At lower temperatures, nucleic acids are more stable and shorter chain lipids can form membranes easier. Combined with their dependence on polyP and pyrophosphate, the lower temperatures at the land-water interface the most likely habitat for obcells to evolve. In these conditions, the extreme temperature changes and heterogeneity of external components could induce sharp changes in the structure and function of colonizing obcells which is more likely to lead to the evolution of protocells compared to stable temperatures and homogeneous external components.

=== Phosphorylation ===
From the obcells' dependence on polyP and pyrophosphate for energy, their metabolism did not rely on oxidative phosphorylation or photophosphorylation. These processes were too complex for the simple nature of obcells. Cavalier-Smith calls the obcells' phosphorylation of these minerals for energy "lithophosphorylation", which is simple and possible from the existence of kinases that could catalyze polyP- binding proteins and pyrophosphate-binding proteins. From this, it is likely that obcells had these kinases on their surfaces to react with these external polyP-binding and pyrophosphate proteins. Polyphosphate and pyrophosphate were possibly small enough to diffuse into obcells. Therefore, it also likely that some of these kinases were in the obcell lumen to react with these proteins and then store them for later use. This storage would be beneficial for obcells in times when the concentration of external polyP-binding proteins and pyrophosphate-binding proteins would vary.

== Replication ==

=== Division ===
Since obcells were cup-shaped and could expose their chromosomes to the harsh environment, to protect their genetic information and any signaling factors, obcells could attach to polyphosphate surfaces using local adhesin proteins. During division, division proteins would begin to pinch the obcell in half, separating the internal components between the two daughter obcells. As this pinching was occurring, the structural integrity of the membrane began to weaken and the two halves would migrate towards the polyphosphate surface. Adhesin proteins would attach these ends to the surface and division would be complete.

=== Fusion ===
Over several millions of years, obcells managed to survive off division only. Eventually, obcells evolved to fuse into proto-organisms for added protection of their internal components and the decreased probability of the loss of oligosaccharides during division. Two obcells would come in contact with each other and would adhere together by the adhesion proteins at the rims of both. This adhesion could also be firmer than on the polyphosphate surfaces without restricting division and growth.
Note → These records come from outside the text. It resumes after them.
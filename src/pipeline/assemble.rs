//! Final document assembly: one page per normalized image.
//!
//! Runs on the orchestrating side, not in the worker — the worker's job
//! ends at normalized JPEG + layout, and building the document in one place
//! keeps the object numbering and page tree trivially consistent.
//!
//! Every image arrives as JPEG, so each page embeds its bytes verbatim as a
//! DCTDecode image XObject; no pixel data is ever decoded again here. A
//! failure while embedding one image drops that page and continues — a
//! single bad stream must not cost the user the whole document.

use crate::config::JobConfig;
use crate::error::{ImageFault, Img2PdfError};
use crate::output::NormalizedImage;
use lopdf::content::{Content, Operation};
use lopdf::{dictionary, Document, Object, ObjectId, Stream};
use tracing::{debug, warn};

/// The assembled document plus per-image embed faults.
#[derive(Debug)]
pub struct AssembledDocument {
    pub pdf: Vec<u8>,
    pub page_count: usize,
    pub faults: Vec<ImageFault>,
}

/// Build the final PDF from normalized images, in input order.
///
/// # Errors
/// Fails only at the document level (serialization). Per-image embed
/// failures are recorded in [`AssembledDocument::faults`] with the page
/// omitted.
pub fn build_document(
    images: Vec<NormalizedImage>,
    config: &JobConfig,
) -> Result<AssembledDocument, Img2PdfError> {
    let total = images.len();
    let mut doc = Document::with_version("1.5");
    let pages_id = doc.new_object_id();

    // Single shared font object for the optional page labels.
    let font_id = config.page_numbers.then(|| {
        doc.add_object(dictionary! {
            "Type" => "Font",
            "Subtype" => "Type1",
            "BaseFont" => "Helvetica",
        })
    });

    let mut kids: Vec<Object> = Vec::with_capacity(total);
    let mut faults = Vec::new();

    for (index, img) in images.into_iter().enumerate() {
        let name = img.name.clone();
        match embed_page(&mut doc, pages_id, font_id, img, index, total) {
            Ok(page_id) => kids.push(page_id.into()),
            Err(detail) => {
                warn!("Skipping page for '{}': {}", name, detail);
                faults.push(ImageFault::EmbedFailed { name, detail });
            }
        }
    }

    let page_count = kids.len();
    doc.objects.insert(
        pages_id,
        Object::Dictionary(dictionary! {
            "Type" => "Pages",
            "Kids" => kids,
            "Count" => page_count as i64,
        }),
    );

    let catalog_id = doc.add_object(dictionary! {
        "Type" => "Catalog",
        "Pages" => pages_id,
    });
    doc.trailer.set("Root", catalog_id);

    let mut pdf = Vec::new();
    doc.save_to(&mut pdf)
        .map_err(|e| Img2PdfError::Assembly(e.to_string()))?;

    debug!("Assembled {} pages, {} bytes", page_count, pdf.len());
    Ok(AssembledDocument {
        pdf,
        page_count,
        faults,
    })
}

/// Embed one image as its own page, sized and placed per its layout.
fn embed_page(
    doc: &mut Document,
    pages_id: ObjectId,
    font_id: Option<ObjectId>,
    img: NormalizedImage,
    index: usize,
    total: usize,
) -> Result<ObjectId, String> {
    let layout = img.layout;

    let image_id = doc.add_object(Stream::new(
        dictionary! {
            "Type" => "XObject",
            "Subtype" => "Image",
            "Width" => img.width as i64,
            "Height" => img.height as i64,
            "ColorSpace" => "DeviceRGB",
            "BitsPerComponent" => 8,
            "Filter" => "DCTDecode",
        },
        img.jpeg,
    ));

    // q/Q isolates the image transform; cm maps the unit square onto the
    // draw rectangle.
    let mut operations = vec![
        Operation::new("q", vec![]),
        Operation::new(
            "cm",
            vec![
                Object::Real(layout.draw_width as f32),
                Object::Integer(0),
                Object::Integer(0),
                Object::Real(layout.draw_height as f32),
                Object::Real(layout.x as f32),
                Object::Real(layout.y as f32),
            ],
        ),
        Operation::new("Do", vec![Object::Name(b"Im0".to_vec())]),
        Operation::new("Q", vec![]),
    ];

    if font_id.is_some() {
        let label = format!("{}/{}", index + 1, total);
        operations.extend([
            Operation::new("BT", vec![]),
            Operation::new("rg", vec![Object::Real(0.5); 3]),
            Operation::new(
                "Tf",
                vec![Object::Name(b"F1".to_vec()), Object::Integer(9)],
            ),
            Operation::new(
                "Td",
                vec![
                    Object::Real((layout.page_width / 2.0 - 10.0) as f32),
                    Object::Real(15.0),
                ],
            ),
            Operation::new("Tj", vec![Object::string_literal(label)]),
            Operation::new("ET", vec![]),
        ]);
    }

    let content = Content { operations }
        .encode()
        .map_err(|e| format!("content encoding failed: {e}"))?;
    let content_id = doc.add_object(Stream::new(dictionary! {}, content));

    let mut resources = dictionary! {
        "XObject" => dictionary! { "Im0" => image_id },
    };
    if let Some(font_id) = font_id {
        resources.set("Font", dictionary! { "F1" => font_id });
    }

    let page_id = doc.add_object(dictionary! {
        "Type" => "Page",
        "Parent" => pages_id,
        "MediaBox" => vec![
            Object::Integer(0),
            Object::Integer(0),
            Object::Real(layout.page_width as f32),
            Object::Real(layout.page_height as f32),
        ],
        "Resources" => resources,
        "Contents" => content_id,
    });

    Ok(page_id)
}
The fusions of obcells lead to the creation of cytosol, compared to obcell division. From this, the membrane began to change into a cytoplasmic side and an outer side, the preliminary double membrane of modern protocells. In order to prevent the obcells from completely fusing together, it is believed that the after the two obcells adhered together, the adhesin proteins continued to act as plugs. These points of adhesion could have allowed transport for some substances between the cytosol and environment, but these could have evolved into Bayer's patches which are breaks between the cytoplasmic side and outer side of the membrane in gram-negative bacteria.